I'm a well read grad student who's bluntly honest about all things, although I try to be most honest about myself.
It's telling that a lot of women were like, 'yay, no one can tell we're reading porn on e-readers!' I say this as someone who other people have tried to shame for my reading material, whether it be my super-gory, descriptive horror, to comics, to, well, porn.
As a woman, I've gotten horrified looks over the horror. I've gotten that it's not lady like, that it's disgusting, and I've even gotten 'well, I wouldn't want to be around you when you snap because of what you read.' (Unlikely to happen, as I've had to explain multiple times. Gore, rape, whatever, I'm all over it in fiction. I cannot stand it in real life, and this means that I have a very distinct line between fantasy and reality. People who snap and go all horror-movie on you? They tend not to have that distinction.) But there is a certain amount of shame, or shaming, to even the last statement. And guess what? I still tell people I love the goriest of them. I loved Human Centipede, and Human Centipede 2, a movie that the full theater - mostly guys - were getting all pale-faced over. I'm not ashamed of what I like, or how I use horror to explore the facet of human nature that is violent and cruel and ugly because I can't stand it in real life. It's my playground, and my way of understanding why people do horrible things, and it works for me. Making me seem horrible for trying to understand this? It doesn't work, and it can be rather sexist. (Many people have trouble with me liking action-y things, or horror-y things because I am a woman.)
Comics. I've been told their vapid, I've been treated like I can't really 'get' the hardcore 'guy' comics, and I've been told I shouldn't indulge because the creators have a responsibility to create more realistic women and not perpetuate the so-skinny-I-have-no-room-for-organs body type of women. Sighs. I like action based comics, like Transformers and X-Men. I like the fighting, more so than the ones that are heavier. I prefer novels when I have to think, and while a lot of comics can be thought-provoking, I prefer them with at least some action and fight scenes. Maybe I need a break from some of the heavier reading sometimes, and that's okay. They're not all vapid, I can get the action-y, guy comics, thanks, and no, the illustrators have a responsibility to make the comics sell. Good art+sexy tends to do that. I know those women don't have a natural body type, and I know a lot have squished together organs. I don't try to emulate them because I'm comfortable in my own skin. Maybe if we focused on women trying to be comfortable in their own skin, they wouldn't have to try to shame women out of a fantasy that we enjoy. (I do happen to enjoy the eye-candy the comics provide, and don't expect anyone to live up to them. It's a fucking fantasy.)

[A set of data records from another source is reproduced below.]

impl Renderer {
    /// `width` and `height` are the drawing surface size in pixels
    pub fn new(camera: Camera, width: usize, height: usize) -> Self {
        let (w, h) = (width as f32, height as f32);
        let scale = w.min(h) * 0.5;
        let screen_matrix = Mat4::from_rows([
            [scale, 0.0, 0.0, w / 2.0],
            [0.0, -scale, 0.0, h / 2.0],
            [0.0, 0.0, 1.0, 0.0],
            [0.0, 0.0, 0.0, 1.0],
        ]);
        let view_projection = camera.view_projection_matrix();
        Self {
            camera,
            width,
            height,
            screen_matrix,
            view_projection,
            draw_order: Vec::new(),
        }
    }

    pub fn camera(&self) -> &Camera {
        &self.camera
    }

    pub fn size(&self) -> (usize, usize) {
        (self.width, self.height)
    }

    /// Cached product, refreshed after every camera mutation
    pub fn view_projection_matrix(&self) -> &Mat4 {
        &self.view_projection
    }

    fn refresh_view_projection(&mut self) {
        self.view_projection = self.camera.view_projection_matrix();
    }

    pub fn translate_camera(&mut self, t: Vec3) {
        self.camera.translate(t);
        self.refresh_view_projection();
    }

    pub fn camera_yaw(&mut self, angle: f32) {
        self.camera.yaw(angle);
        self.refresh_view_projection();
    }

    pub fn camera_pitch(&mut self, angle: f32) {
        self.camera.pitch(angle);
        self.refresh_view_projection();
    }

    pub fn camera_roll(&mut self, angle: f32) {
        self.camera.roll(angle);
        self.refresh_view_projection();
    }

    pub fn apply(&mut self, command: CameraCommand) {
        match command {
            CameraCommand::Move { axis, amount } => {
                let basis = self.camera.basis();
                let dir = match axis {
                    BasisAxis::Right => basis.right,
                    BasisAxis::Up => basis.up,
                    BasisAxis::Forward => basis.forward,
                };
                self.translate_camera(dir * amount);
            }
            CameraCommand::Yaw(a) => self.camera_yaw(a),
            CameraCommand::Pitch(a) => self.camera_pitch(a),
            CameraCommand::Roll(a) => self.camera_roll(a),
        }
    }

    pub fn clear<C: Canvas>(&self, canvas: &mut C, color: Color) {
        canvas.fill(color);
    }

    /// Fill the primitive's clip and screen buffers for this frame.
    ///
    /// If any vertex lands at |w| < `W_EPSILON` the divide is skipped and the
    /// primitive stays unprojected until the next successful pass.
    pub fn project_primitive(&self, primitive: &mut Primitive) -> Result<(), ProjectionError> {
        let vp = &self.view_projection;
        let screen = &self.screen_matrix;
        let (world, clip, out) = primitive.frame_buffers_mut();

        let mut singular = None;
        for (i, v) in world.iter().enumerate() {
            let c = vp.transform(*v);
            clip[i] = c;
            if c.w.abs() < W_EPSILON {
                singular.get_or_insert(ProjectionError::NearZeroW { vertex: i, w: c.w });
                continue;
            }
            let s = screen.transform(c);
            out[i] = Vec2::new(s.x / c.w, s.y / c.w);
        }

        primitive.set_projected(singular.is_none());
        match singular {
            Some(err) => Err(err),
            None => Ok(()),
        }
    }

    /// Project every primitive; returns how many were skipped
    pub fn project_mesh(&self, mesh: &mut Mesh) -> usize {
        let mut skipped = 0;
        for (i, prim) in mesh.primitives_mut().iter_mut().enumerate() {
            if let Err(e) = self.project_primitive(prim) {
                log::debug!("primitive {}: {}", i, e);
                skipped += 1;
            }
        }
        if skipped > 0 {
            log::warn!("{} primitives skipped at the camera plane", skipped);
        }
        skipped
    }

    /// Face points away from the camera position
    pub fn is_back_face(&self, primitive: &Primitive) -> bool {
        let to_camera = self.camera.position - primitive.center();
        primitive.average_normal().dot(to_camera) <= 0.0
    }

    /// Frustum test on averaged clip coordinates; requires a projected primitive
    pub fn clip_test_flat(primitive: &Primitive) -> bool {
        let w = primitive.average_w();
        let inside = |c: f32| -w < c && c < w;
        inside(primitive.average_clip_z()) && inside(primitive.average_clip_x()) && inside(primitive.average_clip_y())
    }

    /// Painter's order: (primitive index, average W), farthest first. Ties
    /// keep mesh order.
    pub fn sort_by_depth(&mut self, mesh: &Mesh) -> &[(usize, f32)] {
        self.draw_order.clear();
        self.draw_order
            .extend(mesh.primitives().iter().enumerate().map(|(i, p)| (i, p.average_w())));
        self.draw_order.sort_by(|a, b| b.1.total_cmp(&a.1));
        &self.draw_order
    }

    /// Painter's algorithm over one projected mesh
    pub fn draw_mesh<C: Canvas>(&mut self, canvas: &mut C, mesh: &Mesh, mode: DrawMode<'_>) -> FrameStats {
        let mut stats = FrameStats::default();
        self.sort_by_depth(mesh);
        let draw_order = std::mem::take(&mut self.draw_order);

        for &(idx, _) in &draw_order {
            let prim = &mesh.primitives()[idx];
            if !prim.is_projected() {
                stats.unprojected += 1;
                continue;
            }
            if self.is_back_face(prim) {
                stats.back_faces += 1;
                continue;
            }
            if !Self::clip_test_flat(prim) {
                stats.outside_frustum += 1;
                continue;
            }
            Self::draw_primitive_flat(canvas, prim, mesh.color, mode);
            stats.drawn += 1;
        }

        self.draw_order = draw_order;
        log::trace!("{:?}", stats);
        stats
    }

    fn draw_primitive_flat<C: Canvas>(canvas: &mut C, primitive: &Primitive, color: Color, mode: DrawMode<'_>) {
        let points = primitive.screen_buffer();
        match mode {
            DrawMode::Wireframe => canvas.draw_line_loop(points, color),
            DrawMode::Unlit => canvas.draw_polygon(points, color),
            DrawMode::Flat(lights) => canvas.draw_polygon(points, flat_shade(color, primitive, lights)),
        }
    }
}
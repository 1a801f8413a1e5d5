//! Vector and matrix math for the projection pipeline
//!
//! Matrices are row-major and act on column vectors (`M * v`).

use std::ops::{Add, Mul, Neg, Sub};
use serde::{Serialize, Deserialize};

/// 3D Vector
#[derive(Debug, Clone, Copy, Default, PartialEq, Serialize, Deserialize)]
pub struct Vec3 {
    pub x: f32,
    pub y: f32,
    pub z: f32,
}

impl Vec3 {
    pub const ZERO: Vec3 = Vec3 { x: 0.0, y: 0.0, z: 0.0 };
    pub const UP: Vec3 = Vec3 { x: 0.0, y: 1.0, z: 0.0 };

    pub fn new(x: f32, y: f32, z: f32) -> Self {
        Self { x, y, z }
    }

    pub fn dot(self, other: Vec3) -> f32 {
        self.x * other.x + self.y * other.y + self.z * other.z
    }

    pub fn cross(self, other: Vec3) -> Vec3 {
        Vec3 {
            x: self.y * other.z - self.z * other.y,
            y: self.z * other.x - self.x * other.z,
            z: self.x * other.y - self.y * other.x,
        }
    }

    pub fn len(self) -> f32 {
        self.dot(self).sqrt()
    }

    pub fn normalize(self) -> Vec3 {
        let l = self.len();
        if l == 0.0 {
            return Vec3::ZERO;
        }
        Vec3 {
            x: self.x / l,
            y: self.y / l,
            z: self.z / l,
        }
    }

    pub fn scale(self, s: f32) -> Vec3 {
        Vec3 {
            x: self.x * s,
            y: self.y * s,
            z: self.z * s,
        }
    }
}

impl Add for Vec3 {
    type Output = Vec3;
    fn add(self, other: Vec3) -> Vec3 {
        Vec3 {
            x: self.x + other.x,
            y: self.y + other.y,
            z: self.z + other.z,
        }
    }
}

impl Sub for Vec3 {
    type Output = Vec3;
    fn sub(self, other: Vec3) -> Vec3 {
        Vec3 {
            x: self.x - other.x,
            y: self.y - other.y,
            z: self.z - other.z,
        }
    }
}

impl Mul<f32> for Vec3 {
    type Output = Vec3;
    fn mul(self, s: f32) -> Vec3 {
        self.scale(s)
    }
}

impl Neg for Vec3 {
    type Output = Vec3;
    fn neg(self) -> Vec3 {
        self.scale(-1.0)
    }
}

/// Homogeneous point (clip space and world space vertices)
#[derive(Debug, Clone, Copy, Default, PartialEq, Serialize, Deserialize)]
pub struct Vec4 {
    pub x: f32,
    pub y: f32,
    pub z: f32,
    pub w: f32,
}

impl Vec4 {
    pub fn new(x: f32, y: f32, z: f32, w: f32) -> Self {
        Self { x, y, z, w }
    }

    /// Lift a 3D point into homogeneous space with w = 1
    pub fn point(v: Vec3) -> Self {
        Self { x: v.x, y: v.y, z: v.z, w: 1.0 }
    }

    pub fn xyz(self) -> Vec3 {
        Vec3::new(self.x, self.y, self.z)
    }

    fn to_array(self) -> [f32; 4] {
        [self.x, self.y, self.z, self.w]
    }
}

/// 2D Vector (screen coordinates)
#[derive(Debug, Clone, Copy, Default, PartialEq, Serialize, Deserialize)]
pub struct Vec2 {
    pub x: f32,
    pub y: f32,
}

impl Vec2 {
    pub fn new(x: f32, y: f32) -> Self {
        Self { x, y }
    }

    pub fn is_finite(self) -> bool {
        self.x.is_finite() && self.y.is_finite()
    }
}

/// 4x4 homogeneous matrix, row-major
#[derive(Debug, Clone, Copy, PartialEq, Serialize, Deserialize)]
pub struct Mat4 {
    pub rows: [[f32; 4]; 4],
}

impl Default for Mat4 {
    fn default() -> Self {
        Self::IDENTITY
    }
}

impl Mat4 {
    pub const IDENTITY: Mat4 = Mat4 {
        rows: [
            [1.0, 0.0, 0.0, 0.0],
            [0.0, 1.0, 0.0, 0.0],
            [0.0, 0.0, 1.0, 0.0],
            [0.0, 0.0, 0.0, 1.0],
        ],
    };

    pub fn from_rows(rows: [[f32; 4]; 4]) -> Self {
        Self { rows }
    }

    /// Rotation about the X axis (radians)
    pub fn rotation_x(a: f32) -> Self {
        let (s, c) = a.sin_cos();
        Self::from_rows([
            [1.0, 0.0, 0.0, 0.0],
            [0.0, c, -s, 0.0],
            [0.0, s, c, 0.0],
            [0.0, 0.0, 0.0, 1.0],
        ])
    }

    /// Rotation about the Y axis (radians)
    pub fn rotation_y(a: f32) -> Self {
        let (s, c) = a.sin_cos();
        Self::from_rows([
            [c, 0.0, s, 0.0],
            [0.0, 1.0, 0.0, 0.0],
            [-s, 0.0, c, 0.0],
            [0.0, 0.0, 0.0, 1.0],
        ])
    }

    /// Rotation about the Z axis (radians)
    pub fn rotation_z(a: f32) -> Self {
        let (s, c) = a.sin_cos();
        Self::from_rows([
            [c, -s, 0.0, 0.0],
            [s, c, 0.0, 0.0],
            [0.0, 0.0, 1.0, 0.0],
            [0.0, 0.0, 0.0, 1.0],
        ])
    }

    pub fn translation(t: Vec3) -> Self {
        Self::from_rows([
            [1.0, 0.0, 0.0, t.x],
            [0.0, 1.0, 0.0, t.y],
            [0.0, 0.0, 1.0, t.z],
            [0.0, 0.0, 0.0, 1.0],
        ])
    }

    /// `self * v`
    pub fn transform(&self, v: Vec4) -> Vec4 {
        let v = v.to_array();
        let row = |r: &[f32; 4]| r[0] * v[0] + r[1] * v[1] + r[2] * v[2] + r[3] * v[3];
        Vec4 {
            x: row(&self.rows[0]),
            y: row(&self.rows[1]),
            z: row(&self.rows[2]),
            w: row(&self.rows[3]),
        }
    }

    /// Apply only the upper-left 3x3 block (directions, no translation)
    pub fn transform_dir(&self, v: Vec3) -> Vec3 {
        let row = |r: &[f32; 4]| r[0] * v.x + r[1] * v.y + r[2] * v.z;
        Vec3 {
            x: row(&self.rows[0]),
            y: row(&self.rows[1]),
            z: row(&self.rows[2]),
        }
    }
}

impl Mul for Mat4 {
    type Output = Mat4;
    fn mul(self, other: Mat4) -> Mat4 {
        let mut rows = [[0.0; 4]; 4];
        for (i, row) in rows.iter_mut().enumerate() {
            for (j, cell) in row.iter_mut().enumerate() {
                *cell = (0..4).map(|k| self.rows[i][k] * other.rows[k][j]).sum();
            }
        }
        Mat4 { rows }
    }
}
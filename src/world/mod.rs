//! World module - model ingestion
//!
//! Turns Wavefront OBJ text into meshes of flat primitives.

mod obj;

pub use obj::*;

Porn. You know what? I'm *liking* monster erotica. I just do. I have a thing for robots, dinosaurs, and apparently alien-rape. But you know what? All this shit - rape and beastiality - makes me want to vomit in real life. Ew. (It's perfectly normal for me to love robots that are insanely larger than I am. It is. Seriously. And it might disturb people that my most normal abnormal fantasy is my Transformer fetish, but I don't care.) It's my turn-on, my fantasy, and quite frankly, trying to shame me for being open and honest about my *fantasies* says more about them than it does about me. Because, honestly, I don't see a lot of outcry about men's sexual fantasies. Even when they're vocal about them. Nope, it's the women who are being shut down, and shamed for their dirty, dirty thoughts.
Quite frankly, fuck that shit. I love what I love, and I lust after what I lust after it. So long as I'm not actually hurting anyone, why is this such a horrible thing? Why is it something you think I'll be ashamed about? It's not. And I'm not. I'm gonna go read some Dynobot comics, and that, my friends, is the best porn out there for me. I'll probably get a little gushy over them, in fact, and I'm okay with that. I'm comfortable enough with myself, and my own fantasies, that I'm willing to announce it to the world.